Prompt
There is material below. Print exactly the lines starting at the line with "enable_raw_mode()?;" and ending at the line with "whitespace-only nodes, so", ends included, and no others.

═══ Provided records ═══

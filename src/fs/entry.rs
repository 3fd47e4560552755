use std::ffi::{OsStr, OsString};
use std::io;
use std::path::{MAIN_SEPARATOR, Path, PathBuf};

use super::listing::Child;

pub const HIDDEN_PREFIX: char = '.';

/// A row of a selectable list: either a child of the current directory, a
/// synthetic placeholder, or an item of the shortcut overlay.
#[derive(Debug, Clone, PartialEq, Eq)]
pub enum Entry {
  /// `name` is the raw filesystem name, used as-is for path joins.
  Directory {
    name: OsString,
  },
  File {
    name: OsString,
    size: Option<u64>,
  },
  /// Stands in for an empty or unreadable directory. Has no effect when
  /// selected.
  Placeholder {
    title: String,
    description: String,
  },
  /// `target: None` is the cancel item of the shortcut overlay.
  Bookmark {
    label: String,
    icon: &'static str,
    target: Option<PathBuf>,
  },
}

impl Entry {
  pub fn from_child(child: Child) -> Self {
    if child.is_dir {
      Entry::Directory { name: child.name }
    } else {
      Entry::File { name: child.name, size: child.size }
    }
  }

  pub fn empty_dir() -> Self {
    Entry::Placeholder {
      title: "(empty directory)".to_string(),
      description: String::new(),
    }
  }

  pub fn read_error(err: &io::Error) -> Self {
    Entry::Placeholder {
      title: "Error reading dir".to_string(),
      description: err.to_string(),
    }
  }

  pub fn bookmark(label: &str, icon: &'static str, target: PathBuf) -> Self {
    Entry::Bookmark {
      label: label.to_string(),
      icon,
      target: Some(target),
    }
  }

  pub fn cancel() -> Self {
    Entry::Bookmark {
      label: "Cancel".to_string(),
      icon: "✕",
      target: None,
    }
  }

  /// Display name; directories carry a trailing path separator. Names that
  /// are not valid UTF-8 are shown lossily.
  pub fn title(&self) -> String {
    match self {
      Entry::Directory { name } => format!("{}{MAIN_SEPARATOR}", name.to_string_lossy()),
      Entry::File { name, .. } => name.to_string_lossy().into_owned(),
      Entry::Placeholder { title, .. } => title.clone(),
      Entry::Bookmark { label, icon, .. } => format!("{icon} {label}"),
    }
  }

  pub fn description(&self) -> String {
    match self {
      Entry::Directory { .. } => "Directory".to_string(),
      Entry::File { size: Some(size), .. } => format!("File - {size} bytes"),
      Entry::File { size: None, .. } => "File".to_string(),
      Entry::Placeholder { description, .. } => description.clone(),
      Entry::Bookmark { target: Some(target), .. } => contract_home(target),
      Entry::Bookmark { target: None, .. } => "Close this menu".to_string(),
    }
  }
}

pub fn is_hidden(name: &OsStr) -> bool {
  name.as_encoded_bytes().first() == Some(&(HIDDEN_PREFIX as u8))
}

fn contract_home(path: &Path) -> String {
  if let Some(home) = dirs::home_dir()
    && let Ok(rest) = path.strip_prefix(&home)
  {
    if rest.as_os_str().is_empty() {
      return "~".to_string();
    }
    return format!("~{MAIN_SEPARATOR}{}", rest.display());
  }
  path.display().to_string()
}
use std::collections::HashMap;

use ratatui::buffer::Buffer;
use ratatui::layout::Rect;
use ratatui::style::{Modifier, Style};
use ratatui::text::{Line, Span};
use ratatui::widgets::{Block, Borders, Clear, Paragraph, Widget};

use super::centered;
use crate::action::Action;
use crate::config::Config;
use crate::theme::Theme;

fn section_line(title: &str, section_style: Style) -> Line<'static> {
  Line::from(Span::styled(
    format!(" {title}"),
    section_style.add_modifier(Modifier::DIM),
  ))
}

fn entry_line(lookup: &HashMap<Action, Vec<String>>, action: Action, key_style: Style, desc_style: Style) -> Line<'static> {
  let keys = lookup
    .get(&action)
    .map(|v| v.join(" / "))
    .unwrap_or_else(|| "-".to_string());
  Line::from(vec![
    Span::styled(
      format!("  {keys:<16}"),
      key_style.add_modifier(Modifier::BOLD),
    ),
    Span::styled(action.help_text().to_string(), desc_style),
  ])
}

pub fn render_help(config: &Config, area: Rect, buf: &mut Buffer, theme: &Theme) {
  let width = 44.min(area.width.saturating_sub(4));
  let height = 26.min(area.height.saturating_sub(2));

  if width < 10 || height < 5 {
    return;
  }

  let popup = centered(area, width, height);
  Clear.render(popup, buf);

  let lookup = config.full_reverse_lookup();

  let key_style = Style::default().fg(theme.accent);
  let desc_style = Style::default().fg(theme.text);
  let section_style = Style::default().fg(theme.text_muted);

  let lines: Vec<Line> = vec![
    section_line("Navigation", section_style),
    entry_line(&lookup, Action::MoveUp, key_style, desc_style),
    entry_line(&lookup, Action::MoveDown, key_style, desc_style),
    entry_line(&lookup, Action::PageUp, key_style, desc_style),
    entry_line(&lookup, Action::PageDown, key_style, desc_style),
    entry_line(&lookup, Action::GoToTop, key_style, desc_style),
    entry_line(&lookup, Action::GoToBottom, key_style, desc_style),
    entry_line(&lookup, Action::Descend, key_style, desc_style),
    entry_line(&lookup, Action::Ascend, key_style, desc_style),
    section_line("Actions", section_style),
    entry_line(&lookup, Action::OpenSelected, key_style, desc_style),
    entry_line(&lookup, Action::ToggleHidden, key_style, desc_style),
    entry_line(&lookup, Action::ShowShortcuts, key_style, desc_style),
    section_line("Shortcuts", section_style),
    entry_line(&lookup, Action::ShortcutsConfirm, key_style, desc_style),
    entry_line(&lookup, Action::ShortcutsCancel, key_style, desc_style),
    section_line("Quit", section_style),
    entry_line(&lookup, Action::Quit, key_style, desc_style),
    Line::from(""),
    Line::from(Span::styled(
      " Press ? or Esc to close".to_string(),
      Style::default().fg(theme.text_muted),
    )),
  ];

  let block = Block::default()
    .borders(Borders::ALL)
    .title(" Help ")
    .border_style(Style::default().fg(theme.border))
    .style(Style::default().bg(theme.bg_overlay));

  let paragraph = Paragraph::new(lines).block(block);
  paragraph.render(popup, buf);
}
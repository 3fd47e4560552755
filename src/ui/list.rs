use ratatui::layout::Rect;
use ratatui::style::{Modifier, Style};
use ratatui::text::{Line, Span};
use unicode_width::{UnicodeWidthChar, UnicodeWidthStr};

use crate::config::ITEM_HEIGHT;
use crate::fs::Entry;
use crate::theme::Theme;

/// First index of the page that contains `cursor`.
pub fn page_start(cursor: usize, per_page: usize) -> usize {
  let per_page = per_page.max(1);
  cursor / per_page * per_page
}

/// Two lines per entry (title, description) for the page holding the cursor.
pub fn entry_lines(entries: &[Entry], cursor: usize, area: Rect, theme: &Theme) -> Vec<Line<'static>> {
  let per_page = ((area.height / ITEM_HEIGHT) as usize).max(1);
  let text_width = (area.width as usize).saturating_sub(2);
  let start = page_start(cursor, per_page).min(entries.len());
  let end = (start + per_page).min(entries.len());

  let mut lines = Vec::with_capacity((end - start) * ITEM_HEIGHT as usize);
  for (offset, entry) in entries[start..end].iter().enumerate() {
    let is_selected = start + offset == cursor;
    let (marker, title_style, desc_style) = if is_selected {
      (
        "│ ",
        Style::default().fg(theme.accent).add_modifier(Modifier::BOLD),
        Style::default().fg(theme.accent),
      )
    } else {
      (
        "  ",
        Style::default().fg(theme.text),
        Style::default().fg(theme.text_muted),
      )
    };
    let marker_style = Style::default().fg(theme.accent);

    lines.push(Line::from(vec![
      Span::styled(marker, marker_style),
      Span::styled(truncate(&entry.title(), text_width), title_style),
    ]));
    lines.push(Line::from(vec![
      Span::styled(marker, marker_style),
      Span::styled(truncate(&entry.description(), text_width), desc_style),
    ]));
  }
  lines
}

/// Cuts `s` to `max_width` display columns, ending in an ellipsis when cut.
pub fn truncate(s: &str, max_width: usize) -> String {
  if s.width() <= max_width {
    return s.to_string();
  }
  if max_width == 0 {
    return String::new();
  }
  let mut out = String::new();
  let mut used = 0;
  for c in s.chars() {
    let w = c.width().unwrap_or(0);
    if used + w + 1 > max_width {
      break;
    }
    out.push(c);
    used += w;
  }
  out.push('…');
  out
}

#[cfg(test)]
mod tests {
  use super::*;

  fn files(n: usize) -> Vec<Entry> {
    (0..n)
      .map(|i| Entry::File { name: format!("f{i}").into(), size: Some(i as u64) })
      .collect()
  }

  #[test]
  fn test_page_start() {
    assert_eq!(page_start(0, 5), 0);
    assert_eq!(page_start(4, 5), 0);
    assert_eq!(page_start(5, 5), 5);
    assert_eq!(page_start(12, 5), 10);
    assert_eq!(page_start(3, 0), 3);
  }

  #[test]
  fn test_entry_lines_shows_cursor_page() {
    let entries = files(10);
    // 6 rows fit 3 entries per page; cursor 4 is on the second page.
    let lines = entry_lines(&entries, 4, Rect::new(0, 0, 30, 6), &Theme::default());
    assert_eq!(lines.len(), 6);
    let text: Vec<String> = lines.iter().map(|l| l.to_string()).collect();
    assert_eq!(text[0], "  f3");
    assert_eq!(text[2], "│ f4");
    assert_eq!(text[3], "│ File - 4 bytes");
  }

  #[test]
  fn test_entry_lines_zero_height() {
    let entries = vec![Entry::empty_dir()];
    let lines = entry_lines(&entries, 0, Rect::new(0, 0, 10, 0), &Theme::default());
    assert_eq!(lines.len(), 2);
  }

  #[test]
  fn test_truncate() {
    assert_eq!(truncate("hello", 10), "hello");
    assert_eq!(truncate("hello world", 6), "hello…");
    assert_eq!(truncate("hello", 0), "");
    assert_eq!(truncate("日本語", 4), "日…");
  }
}
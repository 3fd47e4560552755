use ratatui::style::Color;

#[derive(Debug, Clone)]
pub struct Theme {
  pub accent: Color,
  pub text: Color,
  pub text_muted: Color,
  pub border: Color,
  pub overlay_border: Color,
  pub bg_overlay: Color,
  pub bg_bar: Color,
  pub info: Color,
  pub error: Color,
}

impl Theme {
  pub fn dark() -> Self {
    Self {
      accent: Color::Indexed(170),
      text: Color::Indexed(252),
      text_muted: Color::Indexed(241),
      border: Color::Indexed(63),
      overlay_border: Color::Indexed(205),
      bg_overlay: Color::Indexed(235),
      bg_bar: Color::Indexed(236),
      info: Color::Indexed(150),
      error: Color::Indexed(167),
    }
  }

  pub fn light() -> Self {
    Self {
      accent: Color::Indexed(127),
      text: Color::Indexed(235),
      text_muted: Color::Indexed(245),
      border: Color::Indexed(63),
      overlay_border: Color::Indexed(205),
      bg_overlay: Color::Indexed(255),
      bg_bar: Color::Indexed(253),
      info: Color::Indexed(30),
      error: Color::Indexed(124),
    }
  }

  pub fn from_name(name: &str) -> Option<Self> {
    match name {
      "dark" => Some(Self::dark()),
      "light" => Some(Self::light()),
      _ => None,
    }
  }
}

impl Default for Theme {
  fn default() -> Self {
    Self::dark()
  }
}
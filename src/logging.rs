use std::fs::OpenOptions;
use std::path::{Path, PathBuf};
use std::sync::Mutex;

use anyhow::{Context, Result};
use tracing_subscriber::EnvFilter;

/// Environment variable holding the log filter, e.g. `TBROWSE_LOG=debug`.
pub const LOG_ENV: &str = "TBROWSE_LOG";

pub fn log_path() -> Option<PathBuf> {
  dirs::cache_dir().map(|d| d.join("tbrowse").join("tbrowse.log"))
}

/// Starts file logging when `TBROWSE_LOG` is set. The terminal belongs to the
/// UI, so nothing is ever written to stdout or stderr.
pub fn init() -> Result<Option<PathBuf>> {
  let Ok(filter) = EnvFilter::try_from_env(LOG_ENV) else {
    return Ok(None);
  };
  let Some(path) = log_path() else {
    return Ok(None);
  };
  init_at(&path, filter)?;
  Ok(Some(path))
}

fn init_at(path: &Path, filter: EnvFilter) -> Result<()> {
  if let Some(parent) = path.parent() {
    std::fs::create_dir_all(parent)
      .with_context(|| format!("failed to create {}", parent.display()))?;
  }
  let file = OpenOptions::new()
    .create(true)
    .append(true)
    .open(path)
    .with_context(|| format!("failed to open {}", path.display()))?;

  tracing_subscriber::fmt()
    .with_env_filter(filter)
    .with_writer(Mutex::new(file))
    .with_ansi(false)
    .with_target(false)
    .try_init()
    .map_err(|e| anyhow::anyhow!("failed to install logger: {e}"))?;
  Ok(())
}
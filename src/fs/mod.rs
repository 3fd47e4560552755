pub mod entry;
pub mod listing;

pub use entry::Entry;
pub use listing::{Child, list_children};
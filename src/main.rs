mod action;
mod app;
mod config;
mod event;
mod fs;
mod logging;
mod opener;
mod shortcuts;
mod theme;
mod ui;

use std::io;
use std::panic;
use std::time::Duration;

use anyhow::Result;
use crossterm::execute;
use crossterm::terminal::{
  EnterAlternateScreen, LeaveAlternateScreen, disable_raw_mode, enable_raw_mode,
};
use ratatui::Terminal;
use ratatui::backend::CrosstermBackend;
use tracing::{error, info};

use crate::action::Action;
use crate::app::App;
use crate::event::{Event, EventLoop, map_key};
use crate::ui::Renderer;

fn main() -> Result<()> {
  let args: Vec<String> = std::env::args().skip(1).collect();

  let mut show_help = false;
  let mut show_version = false;
  let mut show_init = false;

  for arg in &args {
    match arg.as_str() {
      "--help" | "-h" => show_help = true,
      "--version" | "-V" => show_version = true,
      "--init" => show_init = true,
      _ => {
        eprintln!("tbrowse: unknown option '{arg}'");
        std::process::exit(1);
      }
    }
  }

  if show_help {
    println!(concat!(
      "tbrowse - terminal file browser\n",
      "\n",
      "Usage: tbrowse [options]\n",
      "\n",
      "Options:\n",
      "  --init          Write the default config to ~/.config/tbrowse/\n",
      "  -h, --help      Print this help message\n",
      "  -V, --version   Print version\n",
      "\n",
      "Browsing starts in the current directory.\n",
      "Set TBROWSE_LOG=debug to log to the cache directory.",
    ));
    return Ok(());
  }

  if show_version {
    println!("tbrowse {}", env!("CARGO_PKG_VERSION"));
    return Ok(());
  }

  if show_init {
    let config_path = match config::Config::config_path() {
      Ok(p) => p,
      Err(e) => {
        eprintln!("tbrowse: {e}");
        std::process::exit(1);
      }
    };

    let write_config = if config_path.exists() {
      eprint!("{} already exists. Overwrite? [y/N] ", config_path.display());
      let mut answer = String::new();
      io::stdin().read_line(&mut answer).unwrap_or(0);
      answer.trim().eq_ignore_ascii_case("y")
    } else {
      true
    };

    if write_config {
      match config::Config::dump_default_config(&config_path) {
        Ok(()) => println!("{}", config_path.display()),
        Err(e) => {
          eprintln!("tbrowse: {e}");
          std::process::exit(1);
        }
      }
    }

    return Ok(());
  }

  let root = match std::env::current_dir() {
    Ok(dir) => dir,
    Err(e) => {
      eprintln!("tbrowse: cannot determine current directory: {e}");
      std::process::exit(1);
    }
  };

  let (config, config_errors) = config::Config::load();

  let log_error = logging::init().err();
  info!(root = %root.display(), "starting");

  // Install panic hook that restores terminal
  let original_hook = panic::take_hook();
  panic::set_hook(Box::new(move |info| {
    let _ = restore_terminal();
    original_hook(info);
  }));

  setup_terminal()?;
  let backend = CrosstermBackend::new(io::stdout());
  let mut terminal = Terminal::new(backend)?;

  let renderer = Renderer::from_config(&config);
  let mut app = App::new(root, &config);

  let (width, height) = crossterm::terminal::size()?;
  app.update(Action::Resize(width, height));

  let mut startup_errors = config_errors;
  if let Some(e) = log_error {
    startup_errors.push(format!("{e:#}"));
  }
  if !startup_errors.is_empty() {
    for e in &startup_errors {
      error!(error = %e, "startup");
    }
    app.set_error(startup_errors.join("; "));
  }

  let events = EventLoop::new(Duration::from_millis(config.tick_rate_ms));

  loop {
    terminal.draw(|frame| ui::draw(frame, &app, &config, &renderer))?;

    match events.next()? {
      Event::Key(key) => {
        let action = map_key(key, app.input_mode, &config);
        app.update(action);
      }
      Event::Resize(w, h) => app.update(Action::Resize(w, h)),
      Event::Tick => app.update(Action::Tick),
    }

    if app.should_quit {
      break;
    }
  }

  restore_terminal()?;
  info!("exiting");

  Ok(())
}

fn setup_terminal() -> Result<()> {
  enable_raw_mode()?;
  execute!(io::stdout(), EnterAlternateScreen)?;
  Ok(())
}

fn restore_terminal() -> Result<()> {
  disable_raw_mode()?;
  execute!(io::stdout(), LeaveAlternateScreen)?;
  Ok(())
}
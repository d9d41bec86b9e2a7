//! Lenient markup parsing.
//!
//! Untrusted markup is parsed with html5ever's fragment algorithm (the
//! same error-tolerant parsing a browser applies to `element.innerHTML`)
//! into an `RcDom`, then converted into this crate's arena document. The
//! conversion keeps text verbatim, including whitespace-only nodes, so
//! sanitized output stays byte-faithful to what a direct insertion would
//! have produced.
//!
//! Parsing is total: malformed input degrades to its nearest valid
//! interpretation and never fails.

use crate::tree::Document;
use crate::types::NodeId;
use html5ever::tendril::TendrilSink;
use html5ever::{driver, local_name, namespace_url, ns, ParseOpts, QualName};
use markup5ever_rcdom::{Handle, NodeData, RcDom};

/// Parse a markup string into a detached document whose root Fragment
/// holds the fragment's top-level nodes in source order.
pub fn parse_fragment(markup: &str) -> Document {
    // A `div` context element mirrors `innerHTML` on a generic container.
    // Scripting disabled: `noscript` content parses as real markup so the
    // sanitizer gets to see it.
    let dom = driver::parse_fragment(
        RcDom::default(),
        ParseOpts::default(),
        QualName::new(None, ns!(html), local_name!("div")),
        Vec::new(),
        false,
    )
    .one(markup);

    let mut doc = Document::new();
    let root = doc.root();

    // Fragment parsing yields a synthetic `html` element wrapping the
    // parsed content; lift its children out.
    let top_level = dom.document.children.borrow();
    if let Some(context) = top_level.first() {
        convert_subtree(&mut doc, root, &context.children.borrow());
    }

    tracing::trace!(nodes = doc.slot_count(), "parsed markup fragment");
    doc
}

/// Convert RcDom nodes (and their subtrees) into the arena document.
/// Iterative: nesting depth is input-controlled, so the walk keeps an
/// explicit stack instead of recursing. Every arena node is freshly
/// created here, so attachment skips the public insertion checks.
fn convert_subtree(doc: &mut Document, parent: NodeId, top: &[Handle]) {
    let mut stack: Vec<(Handle, NodeId)> = top
        .iter()
        .rev()
        .map(|handle| (handle.clone(), parent))
        .collect();
    while let Some((handle, parent)) = stack.pop() {
        match &handle.data {
            NodeData::Element { name, attrs, .. } => {
                let id = doc.create_element(name.local.as_ref());
                if let Ok(node) = doc.get_mut(id) {
                    for attr in attrs.borrow().iter() {
                        node.set_attr(attr.name.local.as_ref(), attr.value.to_string());
                    }
                }
                doc.attach_new(parent, id);
                for child in handle.children.borrow().iter().rev() {
                    stack.push((child.clone(), id));
                }
            }
            NodeData::Text { contents } => {
                let id = doc.create_text(&contents.borrow());
                doc.attach_new(parent, id);
            }
            NodeData::Comment { contents } => {
                let id = doc.create_comment(contents);
                doc.attach_new(parent, id);
            }
            NodeData::Document => {
                for child in handle.children.borrow().iter().rev() {
                    stack.push((child.clone(), parent));
                }
            }
            // Doctypes and processing instructions cannot appear in
            // fragment content; drop them.
            NodeData::Doctype { .. } | NodeData::ProcessingInstruction { .. } => {}
        }
    }
}

#[cfg(test)]
mod tests {
    use super::*;
    use crate::types::NodeKind;

    #[test]
    fn test_parse_simple_fragment() {
        let doc = parse_fragment("<div><span>Text</span></div>");

        let top = doc.children(doc.root()).unwrap();
        assert_eq!(top.len(), 1);
        let div = doc.get(top[0]).unwrap();
        assert_eq!(div.kind, NodeKind::Element);
        assert_eq!(div.name, "div");

        let span = doc.get(div.children[0]).unwrap();
        assert_eq!(span.name, "span");
        assert_eq!(doc.text_content(span.id).unwrap(), "Text");
    }

    #[test]
    fn test_parse_preserves_attribute_order_and_values() {
        let doc = parse_fragment(r#"<div id="rad" style="color:red">hi</div>"#);

        let top = doc.children(doc.root()).unwrap();
        let div = doc.get(top[0]).unwrap();
        assert_eq!(
            div.attrs,
            vec![
                ("id".to_string(), "rad".to_string()),
                ("style".to_string(), "color:red".to_string()),
            ]
        );
    }

    #[test]
    fn test_parse_is_lenient_on_malformed_input() {
        // Unclosed tags parse to their nearest valid interpretation.
        let doc = parse_fragment("<div><b>hi");
        let top = doc.children(doc.root()).unwrap();
        assert_eq!(top.len(), 1);
        assert_eq!(doc.text_content(top[0]).unwrap(), "hi");

        // Even pure garbage produces a (possibly empty) fragment.
        let doc = parse_fragment("<<<>>>");
        assert!(doc.children(doc.root()).is_ok());
    }

    #[test]
    fn test_parse_multiple_top_level_nodes() {
        let doc = parse_fragment("<b>hi</b>there");
        let top = doc.children(doc.root()).unwrap();
        assert_eq!(top.len(), 2);
        assert_eq!(doc.get(top[0]).unwrap().name, "b");
        assert_eq!(doc.get(top[1]).unwrap().text, "there");
    }

    #[test]
    fn test_parse_keeps_comments() {
        let doc = parse_fragment("<!--note--><p>hi</p>");
        let top = doc.children(doc.root()).unwrap();
        assert_eq!(top.len(), 2);
        assert_eq!(doc.get(top[0]).unwrap().kind, NodeKind::Comment);
        assert_eq!(doc.get(top[0]).unwrap().text, "note");
    }

    #[test]
    fn test_parse_uppercase_tags_are_lowercased() {
        let doc = parse_fragment("<DIV ID=\"x\">hi</DIV>");
        let top = doc.children(doc.root()).unwrap();
        let div = doc.get(top[0]).unwrap();
        assert_eq!(div.name, "div");
        assert_eq!(div.attr("id"), Some("x"));
    }
}
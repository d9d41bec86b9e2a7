//! Safe DOM mutation library.
//!
//! Replace the inner or outer content of a live, attached node with
//! attacker-controlled markup, with the guarantee that the resulting
//! subtree can execute no script and trigger no event-handler callbacks,
//! while benign structure and attributes (`id`, `style`, `class`, …)
//! survive untouched.
//!
//! ## Core design
//!
//! ```text
//! untrusted markup → lenient parse (html5ever) → scrub (policy)
//!                                                    ↓
//!                 live Document ← graft (inner / outer replacement)
//! ```
//!
//! - Nodes live in an arena ([`Document`]) and are addressed by index;
//!   mutation never invalidates the IDs of unaffected nodes.
//! - Sanitization is a pure function of its input: forbidden element
//!   subtrees are dropped, event-handler attributes (`on*`) are stripped,
//!   everything else passes through byte-for-byte.
//! - Precondition failures (notably replacing the outer content of a
//!   detached node) surface as [`DomError`] values before any mutation;
//!   there is no partially-grafted state.
//! - Single-writer: a `Document` must not be mutated concurrently. The
//!   crate adds no internal locking.
//!
//! Supporting primitives for selection-aware callers: descendant testing
//! ([`Document::is_descendant`]), fragment serialization
//! ([`HtmlSerializer`]), and range/node intersection ([`Range`]).

pub mod error;
pub mod mutate;
pub mod parse;
pub mod range;
pub mod sanitize;
pub mod serializer;
pub mod tree;
pub mod types;

pub use error::{DomError, Result};
pub use mutate::{set_safer_inner_html, set_safer_outer_html, SafeMutator};
pub use range::{Boundary, Range};
pub use sanitize::{sanitize, SanitizePolicy};
pub use serializer::HtmlSerializer;
pub use tree::Document;
pub use types::{Node, NodeId, NodeKind};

═══

Exercise result
  enable_raw_mode()?;
  execute!(io::stdout(), EnterAlternateScreen)?;
  Ok(())
}

fn restore_terminal() -> Result<()> {
  disable_raw_mode()?;
  execute!(io::stdout(), LeaveAlternateScreen)?;
  Ok(())
}
repository d9d41bec86b9e2a7
//! Lenient markup parsing.
//!
//! Untrusted markup is parsed with html5ever's fragment algorithm (the
//! same error-tolerant parsing a browser applies to `element.innerHTML`)
//! into an `RcDom`, then converted into this crate's arena document. The
//! conversion keeps text verbatim, including whitespace-only nodes, so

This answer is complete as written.